- **Problem requirements**:
Out of the records below, copy all lines in which the word "WHITE" occurs.
(Beginning of Records shown)
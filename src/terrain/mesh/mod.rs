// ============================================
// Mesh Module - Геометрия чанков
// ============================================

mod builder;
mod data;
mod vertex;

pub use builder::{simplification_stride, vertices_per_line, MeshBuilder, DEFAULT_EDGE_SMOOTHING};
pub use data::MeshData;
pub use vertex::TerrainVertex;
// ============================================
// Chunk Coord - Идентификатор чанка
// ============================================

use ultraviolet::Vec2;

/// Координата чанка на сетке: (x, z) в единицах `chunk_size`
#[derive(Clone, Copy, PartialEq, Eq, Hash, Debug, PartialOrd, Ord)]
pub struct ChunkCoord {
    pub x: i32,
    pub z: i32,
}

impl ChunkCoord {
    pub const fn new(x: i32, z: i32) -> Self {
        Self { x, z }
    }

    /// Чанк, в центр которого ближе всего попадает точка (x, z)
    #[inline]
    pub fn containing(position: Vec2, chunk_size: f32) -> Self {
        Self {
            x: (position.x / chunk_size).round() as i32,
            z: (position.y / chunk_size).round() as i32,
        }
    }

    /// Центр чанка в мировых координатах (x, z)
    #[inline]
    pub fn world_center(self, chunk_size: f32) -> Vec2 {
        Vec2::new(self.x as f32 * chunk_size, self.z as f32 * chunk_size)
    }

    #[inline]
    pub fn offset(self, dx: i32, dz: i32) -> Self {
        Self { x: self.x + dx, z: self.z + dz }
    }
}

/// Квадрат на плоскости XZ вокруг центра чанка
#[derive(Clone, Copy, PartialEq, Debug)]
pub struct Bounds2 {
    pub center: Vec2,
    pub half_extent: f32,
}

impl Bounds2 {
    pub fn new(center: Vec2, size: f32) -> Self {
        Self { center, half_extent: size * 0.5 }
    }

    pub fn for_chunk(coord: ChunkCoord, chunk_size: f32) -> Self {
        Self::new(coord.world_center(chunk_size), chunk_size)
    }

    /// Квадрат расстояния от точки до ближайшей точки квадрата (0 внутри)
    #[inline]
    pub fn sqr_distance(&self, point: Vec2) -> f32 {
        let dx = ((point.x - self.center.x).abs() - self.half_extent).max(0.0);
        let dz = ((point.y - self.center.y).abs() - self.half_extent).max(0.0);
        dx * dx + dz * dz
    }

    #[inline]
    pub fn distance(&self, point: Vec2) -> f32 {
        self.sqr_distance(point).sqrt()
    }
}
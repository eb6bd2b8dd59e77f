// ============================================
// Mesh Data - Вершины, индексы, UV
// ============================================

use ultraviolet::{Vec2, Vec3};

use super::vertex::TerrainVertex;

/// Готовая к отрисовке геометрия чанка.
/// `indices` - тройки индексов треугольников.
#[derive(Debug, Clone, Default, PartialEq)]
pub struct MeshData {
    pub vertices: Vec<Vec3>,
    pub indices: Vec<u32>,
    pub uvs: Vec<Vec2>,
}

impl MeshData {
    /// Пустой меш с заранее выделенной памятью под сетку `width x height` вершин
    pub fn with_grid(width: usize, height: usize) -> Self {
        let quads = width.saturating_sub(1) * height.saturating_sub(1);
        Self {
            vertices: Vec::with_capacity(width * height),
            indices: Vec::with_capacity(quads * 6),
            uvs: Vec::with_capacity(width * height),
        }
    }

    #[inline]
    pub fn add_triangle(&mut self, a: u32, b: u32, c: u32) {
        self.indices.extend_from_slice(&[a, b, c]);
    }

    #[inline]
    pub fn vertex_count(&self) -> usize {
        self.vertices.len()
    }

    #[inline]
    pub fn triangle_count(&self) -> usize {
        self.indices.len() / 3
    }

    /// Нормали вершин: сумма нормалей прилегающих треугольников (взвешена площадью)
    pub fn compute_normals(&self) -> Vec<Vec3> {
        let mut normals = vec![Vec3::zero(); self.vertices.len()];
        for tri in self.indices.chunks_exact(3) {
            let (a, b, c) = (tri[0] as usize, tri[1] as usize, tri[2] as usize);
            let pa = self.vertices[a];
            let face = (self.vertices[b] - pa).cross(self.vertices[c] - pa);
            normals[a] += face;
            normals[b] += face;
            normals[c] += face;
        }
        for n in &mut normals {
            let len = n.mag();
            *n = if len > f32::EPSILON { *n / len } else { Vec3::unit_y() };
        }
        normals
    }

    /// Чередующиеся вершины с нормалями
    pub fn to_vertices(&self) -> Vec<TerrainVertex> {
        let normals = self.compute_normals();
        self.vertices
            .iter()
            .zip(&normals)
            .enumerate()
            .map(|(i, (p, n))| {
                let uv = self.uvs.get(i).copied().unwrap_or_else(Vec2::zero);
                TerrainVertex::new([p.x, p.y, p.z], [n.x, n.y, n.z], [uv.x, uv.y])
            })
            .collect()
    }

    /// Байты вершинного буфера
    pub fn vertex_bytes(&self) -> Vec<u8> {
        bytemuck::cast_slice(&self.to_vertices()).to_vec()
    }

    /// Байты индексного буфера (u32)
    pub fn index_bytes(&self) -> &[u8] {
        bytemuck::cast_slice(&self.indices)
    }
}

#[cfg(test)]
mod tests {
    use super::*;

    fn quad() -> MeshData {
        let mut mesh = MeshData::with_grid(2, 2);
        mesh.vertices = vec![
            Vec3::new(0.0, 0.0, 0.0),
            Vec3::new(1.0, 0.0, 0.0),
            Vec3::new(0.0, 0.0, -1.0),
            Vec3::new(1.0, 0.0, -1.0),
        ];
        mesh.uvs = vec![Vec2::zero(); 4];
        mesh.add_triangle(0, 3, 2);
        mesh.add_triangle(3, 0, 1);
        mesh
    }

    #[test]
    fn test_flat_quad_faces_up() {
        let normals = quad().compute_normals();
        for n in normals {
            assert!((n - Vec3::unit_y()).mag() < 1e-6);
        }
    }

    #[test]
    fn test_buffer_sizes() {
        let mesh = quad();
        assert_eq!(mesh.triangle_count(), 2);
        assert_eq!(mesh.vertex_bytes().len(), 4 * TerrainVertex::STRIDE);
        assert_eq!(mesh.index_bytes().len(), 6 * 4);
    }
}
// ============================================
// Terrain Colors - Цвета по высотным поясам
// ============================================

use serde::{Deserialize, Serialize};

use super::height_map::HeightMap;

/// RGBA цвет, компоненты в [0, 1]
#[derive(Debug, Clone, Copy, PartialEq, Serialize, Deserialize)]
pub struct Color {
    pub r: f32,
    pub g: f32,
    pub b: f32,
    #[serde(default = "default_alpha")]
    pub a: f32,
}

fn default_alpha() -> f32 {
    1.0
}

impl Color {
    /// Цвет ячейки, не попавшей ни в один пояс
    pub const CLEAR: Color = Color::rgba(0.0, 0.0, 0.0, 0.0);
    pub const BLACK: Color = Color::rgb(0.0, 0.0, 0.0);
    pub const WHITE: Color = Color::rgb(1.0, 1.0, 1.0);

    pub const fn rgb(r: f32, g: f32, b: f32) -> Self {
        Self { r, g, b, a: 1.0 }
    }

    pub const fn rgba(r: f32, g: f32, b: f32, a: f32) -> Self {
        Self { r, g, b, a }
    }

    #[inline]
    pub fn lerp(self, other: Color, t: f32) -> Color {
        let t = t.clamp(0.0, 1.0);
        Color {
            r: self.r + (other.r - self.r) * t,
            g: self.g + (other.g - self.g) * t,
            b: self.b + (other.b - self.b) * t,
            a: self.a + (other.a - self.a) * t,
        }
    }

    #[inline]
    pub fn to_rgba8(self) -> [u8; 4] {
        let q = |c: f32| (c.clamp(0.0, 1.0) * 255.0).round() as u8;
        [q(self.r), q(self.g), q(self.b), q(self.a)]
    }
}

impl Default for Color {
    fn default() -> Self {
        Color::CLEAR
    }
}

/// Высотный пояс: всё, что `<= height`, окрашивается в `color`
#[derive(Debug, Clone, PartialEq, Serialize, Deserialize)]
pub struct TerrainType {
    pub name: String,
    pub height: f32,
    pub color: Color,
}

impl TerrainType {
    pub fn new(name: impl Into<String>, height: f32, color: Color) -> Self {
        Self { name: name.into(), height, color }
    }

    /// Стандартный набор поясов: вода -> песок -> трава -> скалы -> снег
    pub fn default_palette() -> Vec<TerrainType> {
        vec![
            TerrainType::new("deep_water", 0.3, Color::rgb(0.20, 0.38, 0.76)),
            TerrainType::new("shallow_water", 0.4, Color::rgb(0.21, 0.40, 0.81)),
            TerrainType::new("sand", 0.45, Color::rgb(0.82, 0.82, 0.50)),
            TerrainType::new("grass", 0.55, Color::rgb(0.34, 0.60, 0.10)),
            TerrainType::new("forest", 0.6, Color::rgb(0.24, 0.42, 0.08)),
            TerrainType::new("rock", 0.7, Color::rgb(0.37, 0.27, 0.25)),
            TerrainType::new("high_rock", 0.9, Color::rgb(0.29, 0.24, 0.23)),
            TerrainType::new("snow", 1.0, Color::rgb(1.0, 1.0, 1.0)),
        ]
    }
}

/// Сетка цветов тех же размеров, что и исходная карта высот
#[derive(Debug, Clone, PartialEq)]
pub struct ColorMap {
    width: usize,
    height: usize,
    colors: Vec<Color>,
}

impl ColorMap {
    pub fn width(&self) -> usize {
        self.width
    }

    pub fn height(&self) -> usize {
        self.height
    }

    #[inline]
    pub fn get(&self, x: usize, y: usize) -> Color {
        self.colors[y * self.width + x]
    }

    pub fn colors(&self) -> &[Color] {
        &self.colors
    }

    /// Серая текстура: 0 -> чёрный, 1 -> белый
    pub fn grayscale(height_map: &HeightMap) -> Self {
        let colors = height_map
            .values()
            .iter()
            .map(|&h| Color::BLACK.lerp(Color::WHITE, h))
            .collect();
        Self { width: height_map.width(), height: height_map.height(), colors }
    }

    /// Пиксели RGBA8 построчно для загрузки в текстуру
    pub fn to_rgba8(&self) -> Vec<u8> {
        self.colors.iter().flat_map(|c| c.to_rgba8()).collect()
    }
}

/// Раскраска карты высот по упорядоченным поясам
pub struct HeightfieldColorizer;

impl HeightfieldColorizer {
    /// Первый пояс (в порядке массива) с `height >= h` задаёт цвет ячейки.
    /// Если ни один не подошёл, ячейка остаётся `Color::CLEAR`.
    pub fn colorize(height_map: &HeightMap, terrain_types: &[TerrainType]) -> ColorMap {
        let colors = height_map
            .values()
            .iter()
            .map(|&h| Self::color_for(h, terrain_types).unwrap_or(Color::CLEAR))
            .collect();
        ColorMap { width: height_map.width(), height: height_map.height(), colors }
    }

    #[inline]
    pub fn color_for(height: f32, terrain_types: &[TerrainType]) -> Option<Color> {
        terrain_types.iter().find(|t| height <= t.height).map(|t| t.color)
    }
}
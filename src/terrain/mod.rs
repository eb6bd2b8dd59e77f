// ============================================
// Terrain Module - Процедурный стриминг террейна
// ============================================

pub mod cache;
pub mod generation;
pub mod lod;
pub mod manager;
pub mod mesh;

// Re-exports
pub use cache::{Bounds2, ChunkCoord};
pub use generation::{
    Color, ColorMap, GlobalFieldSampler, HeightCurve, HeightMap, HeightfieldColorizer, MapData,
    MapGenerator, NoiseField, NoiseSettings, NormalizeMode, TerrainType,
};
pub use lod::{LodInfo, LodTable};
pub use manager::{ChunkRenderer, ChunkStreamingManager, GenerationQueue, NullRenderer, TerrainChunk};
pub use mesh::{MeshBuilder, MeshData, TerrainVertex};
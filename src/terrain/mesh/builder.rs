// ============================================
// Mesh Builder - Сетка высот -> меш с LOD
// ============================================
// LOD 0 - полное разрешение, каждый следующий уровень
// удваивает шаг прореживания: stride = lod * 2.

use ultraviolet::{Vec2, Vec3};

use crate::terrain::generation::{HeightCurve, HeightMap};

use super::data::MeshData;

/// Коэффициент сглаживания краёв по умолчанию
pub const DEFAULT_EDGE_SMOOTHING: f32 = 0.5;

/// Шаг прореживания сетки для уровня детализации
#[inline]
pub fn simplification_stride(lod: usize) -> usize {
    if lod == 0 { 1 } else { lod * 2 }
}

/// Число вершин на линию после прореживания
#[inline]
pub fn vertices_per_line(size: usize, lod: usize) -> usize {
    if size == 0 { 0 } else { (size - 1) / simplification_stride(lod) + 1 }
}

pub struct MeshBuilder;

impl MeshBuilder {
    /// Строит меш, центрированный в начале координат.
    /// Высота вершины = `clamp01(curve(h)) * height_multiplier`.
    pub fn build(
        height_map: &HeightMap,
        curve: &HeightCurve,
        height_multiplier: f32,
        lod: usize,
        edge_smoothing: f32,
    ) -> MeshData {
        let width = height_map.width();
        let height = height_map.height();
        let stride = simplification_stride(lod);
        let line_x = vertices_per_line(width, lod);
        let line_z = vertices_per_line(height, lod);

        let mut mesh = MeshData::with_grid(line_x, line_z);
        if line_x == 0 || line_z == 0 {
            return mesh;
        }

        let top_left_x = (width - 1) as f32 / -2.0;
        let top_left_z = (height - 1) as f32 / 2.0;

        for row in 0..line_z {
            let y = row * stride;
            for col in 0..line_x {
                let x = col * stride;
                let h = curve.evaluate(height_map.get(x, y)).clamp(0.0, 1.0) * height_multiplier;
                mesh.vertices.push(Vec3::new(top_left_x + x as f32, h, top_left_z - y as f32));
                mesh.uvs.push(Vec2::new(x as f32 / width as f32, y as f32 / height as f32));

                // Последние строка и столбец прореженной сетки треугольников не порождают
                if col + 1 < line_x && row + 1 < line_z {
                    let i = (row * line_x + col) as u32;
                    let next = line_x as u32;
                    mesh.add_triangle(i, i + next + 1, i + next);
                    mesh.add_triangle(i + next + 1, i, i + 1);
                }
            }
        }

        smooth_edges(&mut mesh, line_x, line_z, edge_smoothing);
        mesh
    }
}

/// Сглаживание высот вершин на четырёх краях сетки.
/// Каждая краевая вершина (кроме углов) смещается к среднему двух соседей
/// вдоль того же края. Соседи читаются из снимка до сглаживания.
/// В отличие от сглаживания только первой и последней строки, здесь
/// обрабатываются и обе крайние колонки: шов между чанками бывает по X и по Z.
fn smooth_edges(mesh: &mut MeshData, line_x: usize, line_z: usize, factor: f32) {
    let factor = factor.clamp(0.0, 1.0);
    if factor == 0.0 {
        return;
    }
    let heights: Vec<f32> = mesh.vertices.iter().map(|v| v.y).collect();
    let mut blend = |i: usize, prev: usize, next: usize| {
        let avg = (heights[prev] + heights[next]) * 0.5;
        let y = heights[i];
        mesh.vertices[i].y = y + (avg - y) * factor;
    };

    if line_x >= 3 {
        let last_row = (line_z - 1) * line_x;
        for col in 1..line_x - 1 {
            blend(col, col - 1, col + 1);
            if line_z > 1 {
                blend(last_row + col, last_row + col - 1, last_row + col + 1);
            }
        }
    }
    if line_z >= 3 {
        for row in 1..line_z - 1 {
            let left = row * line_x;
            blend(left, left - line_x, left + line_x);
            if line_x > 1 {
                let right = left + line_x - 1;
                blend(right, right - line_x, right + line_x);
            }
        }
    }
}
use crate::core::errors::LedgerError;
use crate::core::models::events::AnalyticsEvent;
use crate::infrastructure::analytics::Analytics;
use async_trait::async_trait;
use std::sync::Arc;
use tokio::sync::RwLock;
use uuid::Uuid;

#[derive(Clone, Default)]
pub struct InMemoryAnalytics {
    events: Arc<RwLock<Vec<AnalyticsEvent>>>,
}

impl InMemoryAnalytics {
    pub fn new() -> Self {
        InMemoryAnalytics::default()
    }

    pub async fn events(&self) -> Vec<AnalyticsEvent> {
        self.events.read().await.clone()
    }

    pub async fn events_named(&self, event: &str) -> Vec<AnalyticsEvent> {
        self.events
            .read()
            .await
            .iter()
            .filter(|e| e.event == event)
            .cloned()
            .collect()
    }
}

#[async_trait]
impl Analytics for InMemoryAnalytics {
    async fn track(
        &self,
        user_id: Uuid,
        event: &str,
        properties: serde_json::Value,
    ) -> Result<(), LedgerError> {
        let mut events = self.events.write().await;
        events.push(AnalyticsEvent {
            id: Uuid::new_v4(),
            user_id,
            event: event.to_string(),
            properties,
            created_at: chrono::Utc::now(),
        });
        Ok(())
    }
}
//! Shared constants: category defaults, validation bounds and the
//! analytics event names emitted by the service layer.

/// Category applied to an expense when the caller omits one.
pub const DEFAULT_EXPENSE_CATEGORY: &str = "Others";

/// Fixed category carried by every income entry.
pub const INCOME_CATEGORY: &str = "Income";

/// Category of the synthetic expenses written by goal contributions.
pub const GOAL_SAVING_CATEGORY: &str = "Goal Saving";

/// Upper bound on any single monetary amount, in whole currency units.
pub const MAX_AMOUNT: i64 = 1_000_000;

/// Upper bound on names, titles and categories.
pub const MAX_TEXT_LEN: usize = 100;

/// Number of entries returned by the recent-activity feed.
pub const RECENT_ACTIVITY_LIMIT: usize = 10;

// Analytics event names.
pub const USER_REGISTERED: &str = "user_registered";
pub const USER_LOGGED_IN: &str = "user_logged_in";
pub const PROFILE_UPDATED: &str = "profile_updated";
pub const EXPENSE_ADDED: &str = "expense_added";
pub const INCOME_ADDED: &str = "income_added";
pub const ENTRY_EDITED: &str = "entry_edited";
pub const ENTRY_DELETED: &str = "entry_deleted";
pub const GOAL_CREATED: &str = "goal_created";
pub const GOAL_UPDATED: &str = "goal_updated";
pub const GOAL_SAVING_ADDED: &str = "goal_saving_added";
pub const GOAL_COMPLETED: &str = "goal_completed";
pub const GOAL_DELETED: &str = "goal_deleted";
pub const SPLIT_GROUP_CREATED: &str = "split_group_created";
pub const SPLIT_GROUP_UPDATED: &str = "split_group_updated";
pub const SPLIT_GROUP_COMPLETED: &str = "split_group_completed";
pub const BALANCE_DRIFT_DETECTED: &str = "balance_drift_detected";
(End of Records shown)
- **Answer to this exercise**:
    pub const WHITE: Color = Color::rgb(1.0, 1.0, 1.0);
            .map(|&h| Color::BLACK.lerp(Color::WHITE, h))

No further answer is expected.